I heart Jon and Kate. I do agree with you that Kate's got a bit of a b*tchy side to her, but then again, who wouldn't?! She had six babies inside her - she wins.
You are making me laugh; I'm going to have to watch this show now.
I too love Jon and Kate! I think mostly cause it makes me feel better when I see how she sometimes treats her Hubby...I know that is totally horrible, but the gosh darn truth :) It also makes me very thankful for my ONE child.
John & Kate! I know right?! How the heck does she stay so patient with those kids? She's amazing to me. The way she still lets her kids like help her in the kitchen...I would've been telling them to "go play!" long ago. lol I agree that she would be tough to be married to because she's a bit overbearing, but they seem to do well together. She's so witty she cracks me up sometimes too. It's like being in my home...or one of my friends. Love them!
and p.s...
I had the funnies Dugger picture for you, but it won't let me put it on here! :( It was a picture of their family that said" VAGINA... it's not a clown car!" lol
I watch Jon and Kate too. I haven't totally decided what I think about them. Jon seems a tad sarcastic and unsupportive at times, and Kate...yeeeikes. She's just GROUCHY. But then, like you said, eight kids. I'd be hanging out at the Nut Farm, popping the good stuff and gently rocking myself.
We actually live in the same town as the Duggars. Yay, us! They're part celebrity/part Freak Show here as well. Did you know they didn't start having kids until they'd been married for four years?? Their count could easily be up in the twenties. (I'm sure it will before they're done.) Can you imagine Michelle's innards? Her guts must be about to just fall out everytime she hiccups.
robyn - Ditto. Right here. We improved things a lot giving the kids a corner of the living room for their playhouse and play kitchen set. But it still explodes outward if they play Legos or farm or anything. I never understand how some people's houses look so tidy you can't even tell they have kids.

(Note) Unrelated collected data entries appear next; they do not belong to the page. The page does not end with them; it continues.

impl Orchestrator {
    /// Create orchestrator over its collaborators
    ///
    /// # Errors
    /// `SceneGenError::Config` if the configuration is invalid
    pub fn new(
        config: GeneratorConfig,
        scenes: Arc<dyn SceneStore>,
        catalog: Arc<dyn ApiCatalog>,
        context_source: Arc<dyn StepContextSource>,
        caller: Arc<dyn FunctionCaller>,
    ) -> Result<Self, SceneGenError> {
        config.validate()?;
        Ok(Self {
            config,
            scenes,
            catalog,
            context_source,
            caller,
            values: Arc::new(PlaceholderValues),
            function: Arc::new(SceneStepFunction.definition()?),
        })
    }

    /// With scene variable value policy
    #[inline]
    #[must_use]
    pub fn with_value_policy(mut self, values: Arc<dyn VariableValuePolicy>) -> Self {
        self.values = values;
        self
    }

    /// Get config
    #[inline]
    #[must_use]
    pub fn config(&self) -> &GeneratorConfig {
        &self.config
    }

    /// Check a batch without touching any collaborator
    ///
    /// # Errors
    /// `SceneGenError::Validation` describing the first problem found
    pub fn validate(request: &ApplyRequest) -> Result<(), SceneGenError> {
        if !request.function_name.is_empty() && request.function_name != SceneStepFunction::NAME {
            return Err(SceneGenError::Validation(format!(
                "function {} is not {}",
                request.function_name,
                SceneStepFunction::NAME
            )));
        }
        let requirements = &request.function_params.requirements;
        if requirements.is_empty() {
            return Err(SceneGenError::Validation(format!(
                "functionParams requirements for {} not set",
                SceneStepFunction::NAME
            )));
        }
        for (index, requirement) in requirements.iter().enumerate() {
            if requirement.apis.asset_id.trim().is_empty() {
                return Err(SceneGenError::Validation(format!(
                    "requirements[{index}].apis.apiAssetId for {} not set",
                    SceneStepFunction::NAME
                )));
            }
        }
        Ok(())
    }

    /// Decode an envelope, apply it and encode the aggregate response
    ///
    /// # Errors
    /// `SceneGenError::Envelope` on undecodable input, otherwise as [`Orchestrator::apply`]
    pub async fn apply_json(
        &self,
        envelope: &[u8],
        cancel: CancellationToken,
    ) -> Result<Vec<u8>, SceneGenError> {
        let request: ApplyRequest = serde_json::from_slice(envelope)?;
        let response = self.apply(request, cancel).await?;
        Ok(serde_json::to_vec(&response)?)
    }

    /// Apply one batch
    ///
    /// # Errors
    /// - `SceneGenError::Validation` before any side effect
    /// - Resolution, lookup and registration errors abort the batch
    /// - The first unit error in dispatch order under [`FailurePolicy::FailFast`]
    /// - `SceneGenError::Cancelled` if `cancel` fires
    pub async fn apply(
        &self,
        mut request: ApplyRequest,
        cancel: CancellationToken,
    ) -> Result<ApplyResponse, SceneGenError> {
        Self::validate(&request)?;
        let ctx = ApplyContext::from_background(&request.background, cancel);
        let requirements = &mut request.function_params.requirements;
        tracing::info!(
            "Applying {} requirements for project {} (need_adjust={})",
            requirements.len(),
            ctx.project_id,
            request.need_adjust
        );

        let result = self.run(&ctx, requirements, request.need_adjust).await;
        match &result {
            Ok(response) => tracing::info!(
                "Batch finished: {} results, success={}",
                response.data.len(),
                response.success
            ),
            Err(e) => tracing::error!("Batch aborted: {}", e),
        }
        result
    }

    async fn run(
        &self,
        ctx: &ApplyContext,
        requirements: &mut [crate::types::Requirement],
        need_adjust: bool,
    ) -> Result<ApplyResponse, SceneGenError> {
        // hierarchy resolution, strictly in input order
        let resolver = HierarchyResolver::new(Arc::clone(&self.scenes), self.config.naming.clone());
        let mut hierarchies = Vec::with_capacity(requirements.len());
        for (index, requirement) in requirements.iter_mut().enumerate() {
            let hierarchy = match &requirement.adjusted {
                // the approved step already names its scene
                Some(adjusted) => {
                    resolver
                        .locate_adjusted(ctx, index, &requirement.target, adjusted)
                        .await?
                }
                None => resolver.resolve(ctx, index, requirement).await?,
            };
            hierarchies.push(hierarchy);
        }

        let details = ApiDetailCache::new(
            Arc::clone(&self.catalog),
            self.config.generation.api_cache_capacity,
        );
        let registrar = VariableRegistrar::new(Arc::clone(&self.scenes), Arc::clone(&self.values));

        // selector expansion and variable registration before any generation
        let mut units = Vec::new();
        for (index, (requirement, hierarchy)) in requirements.iter().zip(hierarchies).enumerate() {
            if let Some(adjusted) = &requirement.adjusted {
                units.push(Unit::Replay {
                    index,
                    request: adjusted.clone(),
                    hierarchy,
                });
                continue;
            }

            let api_index_ids = self.expand_selector(ctx, index, &requirement.apis).await?;
            if api_index_ids.is_empty() {
                tracing::warn!(
                    "requirements[{}]: selector of asset {} matched no API",
                    index,
                    requirement.apis.asset_id
                );
            }
            tracing::debug!("requirements[{}]: api index ids {:?}", index, api_index_ids);

            for api_index_id in api_index_ids {
                let detail = details.get(ctx, api_index_id).await?.map_err(|source| {
                    SceneGenError::ApiLookup {
                        index,
                        api_index_id,
                        source,
                    }
                })?;
                registrar
                    .register(ctx, index, api_index_id, &hierarchy.ids, &detail)
                    .await?;

                units.push(Unit::Generate(GenerationInput {
                    requirement_index: index,
                    asset_id: requirement.apis.asset_id.clone(),
                    version_id: requirement.apis.version_id,
                    api_index_id,
                    api_operation_id: detail.id,
                    api_name: detail.description.clone(),
                    api_method: detail.method.clone(),
                    api_url: detail.path.clone(),
                    user_id: ctx.user_id.clone(),
                    hierarchy: hierarchy.clone(),
                    prompt: requirement.prompt.clone(),
                }));
            }
        }

        let task = GenerationTask::new(
            Arc::clone(&self.caller),
            Arc::clone(&self.scenes),
            ContextPromptBuilder::new(Arc::clone(&self.context_source)),
            details,
            Arc::clone(&self.function),
        );
        let turns = commit_turns(
            units.iter().map(Unit::scene_id),
            self.config.generation.ordered_commits,
        );
        let concurrency = self.config.effective_concurrency();
        tracing::info!(
            "Dispatching {} units ({} in flight)",
            units.len(),
            concurrency
        );

        // under fail-fast the first unit error cancels its siblings, never the caller's token
        let units_ctx = ctx.child();
        let fail_fast = self.config.generation.failure_policy == FailurePolicy::FailFast;

        // buffered keeps dispatch order, the collected Vec is the only writer
        let outcomes: Vec<Result<StepResult, SceneGenError>> = stream::iter(units.into_iter().zip(turns))
            .map(|(unit, turn)| run_unit(&task, &units_ctx, unit, need_adjust, turn, fail_fast))
            .buffered(concurrency)
            .collect()
            .await;

        if ctx.is_cancelled() {
            return Err(SceneGenError::Cancelled);
        }
        self.aggregate(outcomes)
    }

    /// Explicit index ids, then operation ids through the catalog, else the whole asset
    async fn expand_selector(
        &self,
        ctx: &ApplyContext,
        index: usize,
        selector: &ApiSelector,
    ) -> Result<Vec<u64>, SceneGenError> {
        let lookup = |source| SceneGenError::ApiLookup {
            index,
            api_index_id: 0,
            source,
        };

        if selector.selects_all() {
            return ctx
                .guard(self.catalog.list_api_index_ids(
                    ctx.org_id,
                    &ctx.user_id,
                    &selector.asset_id,
                    selector.version_id,
                ))
                .await?
                .map_err(lookup);
        }

        let mut ids = selector.api_index_ids.clone();
        for operation_id in &selector.api_operation_ids {
            let id = ctx
                .guard(self.catalog.find_api_index_id(
                    ctx.org_id,
                    &ctx.user_id,
                    &selector.asset_id,
                    selector.version_id,
                    operation_id,
                ))
                .await?
                .map_err(lookup)?;
            if !ids.contains(&id) {
                ids.push(id);
            }
        }
        Ok(ids)
    }

    fn aggregate(
        &self,
        outcomes: Vec<Result<StepResult, SceneGenError>>,
    ) -> Result<ApplyResponse, SceneGenError> {
        let total = outcomes.len();
        let mut data = Vec::with_capacity(total);
        let mut failures = Vec::new();
        let mut first_error: Option<SceneGenError> = None;

        for outcome in outcomes {
            match outcome {
                Ok(result) => data.push(result),
                Err(e)
                    if e.is_unit_scoped()
                        && self.config.generation.failure_policy == FailurePolicy::Partial =>
                {
                    tracing::warn!("Unit failed: {}", e);
                    failures.push(UnitFailure {
                        requirement_index: e.requirement_index().unwrap_or_default(),
                        api_index_id: e.api_index_id().unwrap_or_default(),
                        message: e.to_string(),
                    });
                }
                Err(e) => match first_error {
                    None => first_error = Some(e),
                    // a cancelled sibling yields to the error that cancelled it
                    Some(SceneGenError::Cancelled) if !matches!(e, SceneGenError::Cancelled) => {
                        first_error = Some(e);
                    }
                    Some(_) => {}
                },
            }
        }

        if let Some(error) = first_error {
            let committed: Vec<u64> = data.iter().filter_map(|r| r.step_id).collect();
            if !committed.is_empty() {
                tracing::warn!(
                    "Batch failed after committing steps {:?}: {}",
                    committed,
                    error
                );
            }
            return Err(error);
        }

        if failures.is_empty() {
            return Ok(ApplyResponse {
                success: true,
                data,
                err: None,
            });
        }
        Ok(ApplyResponse {
            success: false,
            data,
            err: Some(ResponseError {
                msg: format!("{} of {} units failed", failures.len(), total),
                failures,
            }),
        })
    }
}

shan - Yes! I know. I get so frazzled with just two it constantly amazes me when they have 8 kids running around and they're just perfectly calm about it. Like when she's cooking at the stove letting kids help but there's kids underfoot. I'd seriously flip a lid and she's so calm.
ree - I know. Shoot me two while you're at it. Could not handle it.
debbie - I know! Like when they're out in the driveway and she's bringing a tray full of cups out to everyone!
maggie - Oh, I've stopped and watched the Duggars for few minutes before too. I just find them kind of disturbing. I also can't really identify with them. But I can identify with Kate and Jon.
mcquestionable - I know! Kate has her moments but I swear I can forgine her almost anything because she's just got so much on her plate and she handles it so much better than I ever could.
anne - You should! It's fun. Makes anything less than 8 kids seem a lot less intimidating.
christy - I know! When I feel frazzled with my two, watching them handle 8 kinda inspires me and makes me appreciate my two.
agirlinprogress - Yes! I can't believe they let the kids help in the kitchen! Letting one of my kids help is enough to make me rip my hair out sometimes. And I agree she seems witty. I totally wouldn't mind being friends with her.
kristy - I can't imagine seeing the Duggars live and in person! I'm sure I'd stare. Mostly at the mother's hair. Because what on Earth. You're on national television. Get thee to a hair salon for some professional guidance with it.